▽

//! Input event types for the alerting pipeline.
//!
//! A [`LogEvent`] is what the collectors emit; a [`ScoredEvent`] is the same
//! event after the anomaly scorer has attached a score, a type label, and
//! its reasoning. Scored events are what the pipeline consumes.

use std::collections::HashMap;
use std::fmt;
use std::str::FromStr;

use chrono::{DateTime, Utc};
use serde::{Deserialize, Serialize};
use uuid::Uuid;

/// Log severity level as reported by the emitting service.
///
/// Ordering follows declaration order, so `LogLevel::Error > LogLevel::Warn`.
#[derive(
    Debug, Clone, Copy, PartialEq, Eq, PartialOrd, Ord, Hash, Serialize, Deserialize,
)]
#[serde(rename_all = "UPPERCASE")]
pub enum LogLevel {
    Trace,
    Debug,
    Info,
    Warn,
    Error,
    Fatal,
}

impl LogLevel {
    /// Canonical uppercase name, matching the wire encoding.
    pub fn as_str(&self) -> &'static str {
        match self {
            LogLevel::Trace => "TRACE",
            LogLevel::Debug => "DEBUG",
            LogLevel::Info => "INFO",
            LogLevel::Warn => "WARN",
            LogLevel::Error => "ERROR",
            LogLevel::Fatal => "FATAL",
        }
    }

    /// True for levels that indicate a failure rather than routine output.
    pub fn is_error(&self) -> bool {
        matches!(self, LogLevel::Error | LogLevel::Fatal)
    }
}

impl fmt::Display for LogLevel {
    fn fmt(&self, f: &mut fmt::Formatter<'_>) -> fmt::Result {
        f.write_str(self.as_str())
    }
}

impl FromStr for LogLevel {
    type Err = String;

    fn from_str(s: &str) -> Result<Self, Self::Err> {
        match s.to_ascii_uppercase().as_str() {
            "TRACE" => Ok(LogLevel::Trace),
            "DEBUG" => Ok(LogLevel::Debug),
            "INFO" => Ok(LogLevel::Info),
            "WARN" | "WARNING" => Ok(LogLevel::Warn),
            "ERROR" => Ok(LogLevel::Error),
            "FATAL" => Ok(LogLevel::Fatal),
            other => Err(format!("unknown log level: {}", other)),
        }
    }
}

/// A single log line as shipped by a collector.
#[derive(Debug, Clone, Serialize, Deserialize)]
pub struct LogEvent {
    /// Collector-assigned identifier, opaque to the pipeline.
    pub id: String,
    /// Logical service that emitted the line.
    pub service_name: String,
    /// Host the service instance runs on.
    pub hostname: String,
    /// Pod name when running under an orchestrator.
    #[serde(default, skip_serializing_if = "Option::is_none")]
    pub pod_name: Option<String>,
    pub level: LogLevel,
    pub message: String,
    #[serde(default, skip_serializing_if = "Option::is_none")]
    pub stack_trace: Option<String>,
    pub timestamp: DateTime<Utc>,
    /// Collector-supplied context (labels, tags, environment).
    #[serde(default)]
    pub metadata: HashMap<String, serde_json::Value>,
    #[serde(default, skip_serializing_if = "Option::is_none")]
    pub trace_id: Option<String>,
    #[serde(default, skip_serializing_if = "Option::is_none")]
    pub span_id: Option<String>,
}

impl LogEvent {
    /// Creates a minimal event with a generated id and the current time.
    pub fn new(
        service_name: impl Into<String>,
        hostname: impl Into<String>,
        level: LogLevel,
        message: impl Into<String>,
    ) -> Self {
        Self {
            id: Uuid::new_v4().to_string(),
            service_name: service_name.into(),
            hostname: hostname.into(),
            pod_name: None,
            level,
            message: message.into(),
            stack_trace: None,
            timestamp: Utc::now(),
            metadata: HashMap::new(),
            trace_id: None,
            span_id: None,
        }
    }

    pub fn with_pod_name(mut self, pod_name: impl Into<String>) -> Self {
        self.pod_name = Some(pod_name.into());
        self
    }

    pub fn with_trace(
        mut self,
        trace_id: impl Into<String>,
        span_id: impl Into<String>,
    ) -> Self {
        self.trace_id = Some(trace_id.into());
        self.span_id = Some(span_id.into());
        self
    }
}

/// A log event with the anomaly scorer's verdict attached.
///
/// `anomaly_score` is in `[0, 1]`. `reasons` preserve the scorer's ordering.
#[derive(Debug, Clone, Serialize, Deserialize)]
pub struct ScoredEvent {
    #[serde(flatten)]
    pub event: LogEvent,
    pub anomaly_score: f64,
    #[serde(default)]
    pub reasons: Vec<String>,
    /// Per-feature score breakdown from the scorer, when available.
    #[serde(default)]
    pub feature_scores: HashMap<String, f64>,
    pub is_anomaly: bool,
    /// Scorer's label for the anomaly shape, e.g. `latency_spike`.
    pub anomaly_type: String,
    pub scored_at: DateTime<Utc>,
}

impl ScoredEvent {
    /// Wraps an event with a score and type, marking it anomalous when the
    /// score exceeds `threshold`.
    pub fn new(
        event: LogEvent,
        anomaly_score: f64,
        anomaly_type: impl Into<String>,
        threshold: f64,
    ) -> Self {
        Self {
            event,
            anomaly_score,
            reasons: Vec::new(),
            feature_scores: HashMap::new(),
            is_anomaly: anomaly_score > threshold,
            anomaly_type: anomaly_type.into(),
            scored_at: Utc::now(),
        }
    }

    pub fn with_reasons(mut self, reasons: Vec<String>) -> Self {
        self.reasons = reasons;
        self
    }

    pub fn service_name(&self) -> &str {
        &self.event.service_name
    }
}

#[cfg(test)]
mod tests {
    use super::*;

    #[test]
    fn log_level_ordering_follows_severity() {
        assert!(LogLevel::Fatal > LogLevel::Error);
        assert!(LogLevel::Error > LogLevel::Warn);
        assert!(LogLevel::Warn > LogLevel::Info);
        assert!(LogLevel::Trace < LogLevel::Debug);
    }

    #[test]
    fn log_level_round_trips_through_display_and_parse() {
        for level in [
            LogLevel::Trace,
            LogLevel::Debug,
            LogLevel::Info,
            LogLevel::Warn,
            LogLevel::Error,
            LogLevel::Fatal,
        ] {
            let parsed: LogLevel = level.as_str().parse().unwrap();
            assert_eq!(parsed, level);
        }
        assert_eq!("warning".parse::<LogLevel>().unwrap(), LogLevel::Warn);
        assert!("verbose".parse::<LogLevel>().is_err());
    }

    #[test]
    fn log_level_serializes_uppercase() {
        let json = serde_json::to_string(&LogLevel::Error).unwrap();
        assert_eq!(json, "\"ERROR\"");
    }

    #[test]
    fn scored_event_flattens_log_event_fields() {
        let event = LogEvent::new("payments", "node-1", LogLevel::Error, "timeout");
        let scored = ScoredEvent::new(event, 0.92, "latency_spike", 0.5);
        let json = serde_json::to_value(&scored).unwrap();

        assert_eq!(json["service_name"], "payments");
        assert_eq!(json["anomaly_score"], 0.92);
        assert_eq!(json["is_anomaly"], true);

        let back: ScoredEvent = serde_json::from_value(json).unwrap();
        assert_eq!(back.event.service_name, "payments");
        assert_eq!(back.anomaly_type, "latency_spike");
    }

    #[test]
    fn scored_event_anomaly_flag_respects_threshold() {
        let event = LogEvent::new("api", "h1", LogLevel::Warn, "slow");
        let below = ScoredEvent::new(event.clone(), 0.5, "default", 0.5);
        assert!(!below.is_anomaly);
        let above = ScoredEvent::new(event, 0.51, "default", 0.5);
        assert!(above.is_anomaly);
    }
}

△

Would you copy each line of the records that contains "reasons"?

◆ Task output:
/// `anomaly_score` is in `[0, 1]`. `reasons` preserve the scorer's ordering.
    pub reasons: Vec<String>,
            reasons: Vec::new(),
    pub fn with_reasons(mut self, reasons: Vec<String>) -> Self {
        self.reasons = reasons;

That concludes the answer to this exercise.